Der Hauptteil der Arbeit liegt dann auf der Zeit nach 1945. Nachdem den Kommunen der Austausch von Straßennamen zunächst unter der Aufsicht der Besatzungsmacht selbst zustand, wobei in kleineren Städten wie Jena tendenziell Benennungen nach lokalen Heimatkünstlern sowie Flur- und Richtungsnamen aus der NS-Zeit bestehen blieben, ordnete eine Direktive der SMAD von 1946 verbindlich die Entfernung von NS-Symbolen zum 1. Januar 1947 als Mittel zur "geistigen Umerziehung" an. Damit verschwanden - anders als in der Bundesrepublik - auch Symbole des Kaiserreichs aus dem öffentlichen Raum. Mit einer ersten Benennungs-Verordnung der SED aus dem Jahr 1950 sollte dann das Andenken an frühere Systeme ganz getilgt werden. Straßen wurden nun dezidiert nach Altkommunisten, Arbeiterführern und "sowjetischen Freunden" benannt, wobei der Kult um Stalin prägend war, etwa bei der Umbenennung der Frankfurter Allee in Berlin in Stalinallee oder der Neukreierung von "Stalinstadt". Erst nach Stalins Tod im Jahr 1953 verzichtete die SED auf die Benennung von Straßen nach "lebenden Führern". Nach dem Mauerbau wurden Straßen dann auch nach Grenzsoldaten als "Märtyrern der Gegenwart" umbenannt, wie Sänger am Beispiel der Egon-Schultz-Straße in Berlin zeigt.

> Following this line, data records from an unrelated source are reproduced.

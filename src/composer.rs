//! Composition pass
//!
//! Drives the core in one sequential pass over an ordered list of factories, from
//! the outermost unit to the destination:
//!
//! 1. Scrape: walking backwards, every factory is offered the factories that follow
//!    it. Containers claim the embeddable ones as children; whatever is left stays
//!    at the top level.
//! 2. Prepare: every top-level wrapper (and transitively every claimed child) derives
//!    its context and prepares, so a mismatch anywhere fails before anything is built.
//! 3. Build: every top-level wrapper builds depth-first into one list of units.
//!
//! Deciding which factories belong to a route is the router's job and not done here.

use crate::action::ChildList;
use crate::config::CompositionConfig;
use crate::context::AnyContext;
use crate::error::RoutingError;
use crate::factory::AnyFactory;
use crate::postponed::PostponedIntegrationFactory;
use tracing::{debug, info, instrument};

/// Assembles factories into a [`Composition`].
#[derive(Debug, Clone, Default)]
pub struct Composer {
    config: CompositionConfig,
}

impl Composer {
    pub fn new(config: CompositionConfig) -> Self {
        Self { config }
    }

    pub fn config(&self) -> &CompositionConfig {
        &self.config
    }

    /// Scrape `factories` (outermost first) into top-level postponed wrappers.
    ///
    /// Only factories reporting [`AnyFactory::is_container`] are offered the factories
    /// that follow them.
    #[instrument(skip_all, fields(steps = factories.len()))]
    pub fn compose(&self, factories: Vec<Box<dyn AnyFactory>>) -> Result<Composition, RoutingError> {
        // Factories following the current one, last factory first
        let mut stack: Vec<Box<dyn AnyFactory>> = Vec::with_capacity(factories.len());
        for mut factory in factories.into_iter().rev() {
            if factory.is_container() {
                let following: Vec<_> = stack.drain(..).rev().collect();
                stack = factory.scrape_children(following)?;
                stack.reverse();
            }
            stack.push(factory);
        }
        stack.reverse();
        let top_level = stack;

        if let Some(max) = self.config.max_top_level {
            if top_level.len() > max {
                return Err(RoutingError::CompositionFailed(format!(
                    "{} top-level units remain after scraping, at most {} allowed",
                    top_level.len(),
                    max
                )));
            }
        }

        debug!(top_level = top_level.len(), "Composed factories");
        Ok(Composition {
            wrappers: top_level
                .into_iter()
                .map(PostponedIntegrationFactory::new)
                .collect(),
            prepare_before_build: self.config.prepare_before_build,
        })
    }
}

/// Top-level postponed wrappers ready to be prepared and built.
#[derive(Debug)]
pub struct Composition {
    wrappers: Vec<PostponedIntegrationFactory>,
    prepare_before_build: bool,
}

impl Composition {
    /// Build a composition from wrappers the caller assembled itself
    pub fn from_wrappers(wrappers: Vec<PostponedIntegrationFactory>) -> Self {
        Self {
            wrappers,
            prepare_before_build: true,
        }
    }

    pub fn len(&self) -> usize {
        self.wrappers.len()
    }

    pub fn is_empty(&self) -> bool {
        self.wrappers.is_empty()
    }

    pub fn wrappers(&self) -> &[PostponedIntegrationFactory] {
        &self.wrappers
    }

    /// Top-level wrappers, e.g. to attach context tasks or transformers before preparing
    pub fn wrappers_mut(&mut self) -> &mut [PostponedIntegrationFactory] {
        &mut self.wrappers
    }

    pub fn wrapper_mut(&mut self, index: usize) -> Option<&mut PostponedIntegrationFactory> {
        self.wrappers.get_mut(index)
    }

    /// Prepare every top-level wrapper in order; the first failure aborts.
    #[instrument(skip_all, fields(top_level = self.wrappers.len()))]
    pub fn prepare(&mut self, context: &AnyContext) -> Result<(), RoutingError> {
        for wrapper in &mut self.wrappers {
            wrapper.prepare(context)?;
        }
        Ok(())
    }

    /// Build every top-level wrapper into one list; the first failure aborts.
    #[instrument(skip_all, fields(top_level = self.wrappers.len()))]
    pub fn build(&mut self, context: &AnyContext) -> Result<ChildList, RoutingError> {
        let mut units = ChildList::new();
        for wrapper in &mut self.wrappers {
            wrapper.build(context, &mut units)?;
        }
        info!(units = units.len(), "Built composition");
        Ok(units)
    }

    /// Prepare (unless disabled in configuration) and build.
    pub fn run(mut self, context: &AnyContext) -> Result<ChildList, RoutingError> {
        if self.prepare_before_build {
            self.prepare(context)?;
        }
        self.build(context)
    }
}
//! Erasure box for leaf factories.

use super::{AnyFactory, Factory};
use crate::action::AnyAction;
use crate::context::AnyContext;
use crate::error::RoutingError;
use crate::unit::BoxedUnit;
use std::fmt;
use tracing::debug;

/// Owns one [`Factory`] and its embedding action.
pub struct FactoryBox<F: Factory> {
    factory: F,
    action: Box<dyn AnyAction>,
}

impl<F: Factory> FactoryBox<F> {
    pub fn new(factory: F, action: impl AnyAction + 'static) -> Self {
        Self {
            factory,
            action: Box::new(action),
        }
    }

    /// Box `factory` straight into the erased form
    pub fn boxed(factory: F, action: impl AnyAction + 'static) -> Box<dyn AnyFactory> {
        Box::new(Self::new(factory, action))
    }

    pub fn factory(&self) -> &F {
        &self.factory
    }
}

impl<F: Factory> fmt::Debug for FactoryBox<F> {
    fn fmt(&self, f: &mut fmt::Formatter<'_>) -> fmt::Result {
        fmt::Debug::fmt(&self.factory, f)
    }
}

impl<F: Factory> AnyFactory for FactoryBox<F> {
    fn action(&self) -> &dyn AnyAction {
        self.action.as_ref()
    }

    fn prepare(&mut self, context: &AnyContext) -> Result<(), RoutingError> {
        let description = self.description();
        let typed = context.value::<F::Context>(&description)?;
        debug!(factory = %description, "Preparing factory");
        self.factory.prepare(typed)
    }

    fn build(&mut self, context: &AnyContext) -> Result<BoxedUnit, RoutingError> {
        let description = self.description();
        let typed = context.value::<F::Context>(&description)?;
        debug!(factory = %description, "Building unit");
        self.factory.build(typed).map(BoxedUnit::new)
    }
}
//! Configuration System
//!
//! Layered configuration for the composition pipeline: built-in defaults, an optional
//! user file, an optional explicit file, and `TRELLIS_` environment overrides.

use crate::error::ConfigError;
use crate::logging::LoggingConfig;
use serde::{Deserialize, Serialize};

mod loader;
mod merge;
mod sources;

pub use loader::ConfigLoader;
pub use sources::user_config_path;

/// Root configuration structure
#[derive(Debug, Clone, Default, PartialEq, Eq, Serialize, Deserialize)]
pub struct TrellisConfig {
    /// Composition pass settings
    #[serde(default)]
    pub composition: CompositionConfig,

    /// Logging configuration
    #[serde(default)]
    pub logging: LoggingConfig,
}

/// Settings for [`crate::composer::Composer`]
#[derive(Debug, Clone, PartialEq, Eq, Serialize, Deserialize)]
pub struct CompositionConfig {
    /// Prepare the whole tree before building any unit
    #[serde(default = "default_true")]
    pub prepare_before_build: bool,

    /// Upper bound on top-level units left after scraping
    #[serde(default)]
    pub max_top_level: Option<usize>,
}

fn default_true() -> bool {
    true
}

impl Default for CompositionConfig {
    fn default() -> Self {
        Self {
            prepare_before_build: default_true(),
            max_top_level: None,
        }
    }
}

impl CompositionConfig {
    pub fn validate(&self) -> Result<(), String> {
        if self.max_top_level == Some(0) {
            return Err("max_top_level must be at least 1".to_string());
        }
        Ok(())
    }
}

/// Configuration validation errors
#[derive(Debug, Clone, PartialEq, Eq)]
pub enum ValidationError {
    Composition(String),
    Logging(String),
}

impl std::fmt::Display for ValidationError {
    fn fmt(&self, f: &mut std::fmt::Formatter<'_>) -> std::fmt::Result {
        match self {
            ValidationError::Composition(msg) => write!(f, "Composition: {}", msg),
            ValidationError::Logging(msg) => write!(f, "Logging: {}", msg),
        }
    }
}

impl std::error::Error for ValidationError {}

impl TrellisConfig {
    /// Validate the entire configuration
    pub fn validate(&self) -> Result<(), Vec<ValidationError>> {
        let mut errors = Vec::new();

        if let Err(e) = self.composition.validate() {
            errors.push(ValidationError::Composition(e));
        }
        if let Err(e) = self.logging.validate() {
            errors.push(ValidationError::Logging(e));
        }

        if errors.is_empty() {
            Ok(())
        } else {
            Err(errors)
        }
    }

    /// Validate, folding every problem into one [`ConfigError`]
    pub fn ensure_valid(&self) -> Result<(), ConfigError> {
        self.validate().map_err(|errors| {
            let msgs: Vec<String> = errors.iter().map(|e| e.to_string()).collect();
            ConfigError::Invalid(msgs.join("; "))
        })
    }

    /// Render as TOML, e.g. to seed a user config file
    pub fn to_toml(&self) -> Result<String, ConfigError> {
        Ok(toml::to_string_pretty(self)?)
    }
}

Wie bei Straßennamen, so gingen auch bei Umbenennungen von Schulen und Bildungseinrichtungen sowie bei der Schaffung von VEBs und LPGs die Anträge auf Ehrennamen pro forma von den Brigaden selbst aus, waren aber oftmals von lokalen SED-Politikern initiiert worden. Benennungen nach Widerstandskämpfern oder Begriffen, die mit Jugend, Kindheit und Bildung assoziiert werden konnten, standen dabei im Vordergrund, ohne dass dies die traditionelle geschlechterspezifische Ordnung aufhob: So wurden Kindergärten oftmals nach Frauen benannt.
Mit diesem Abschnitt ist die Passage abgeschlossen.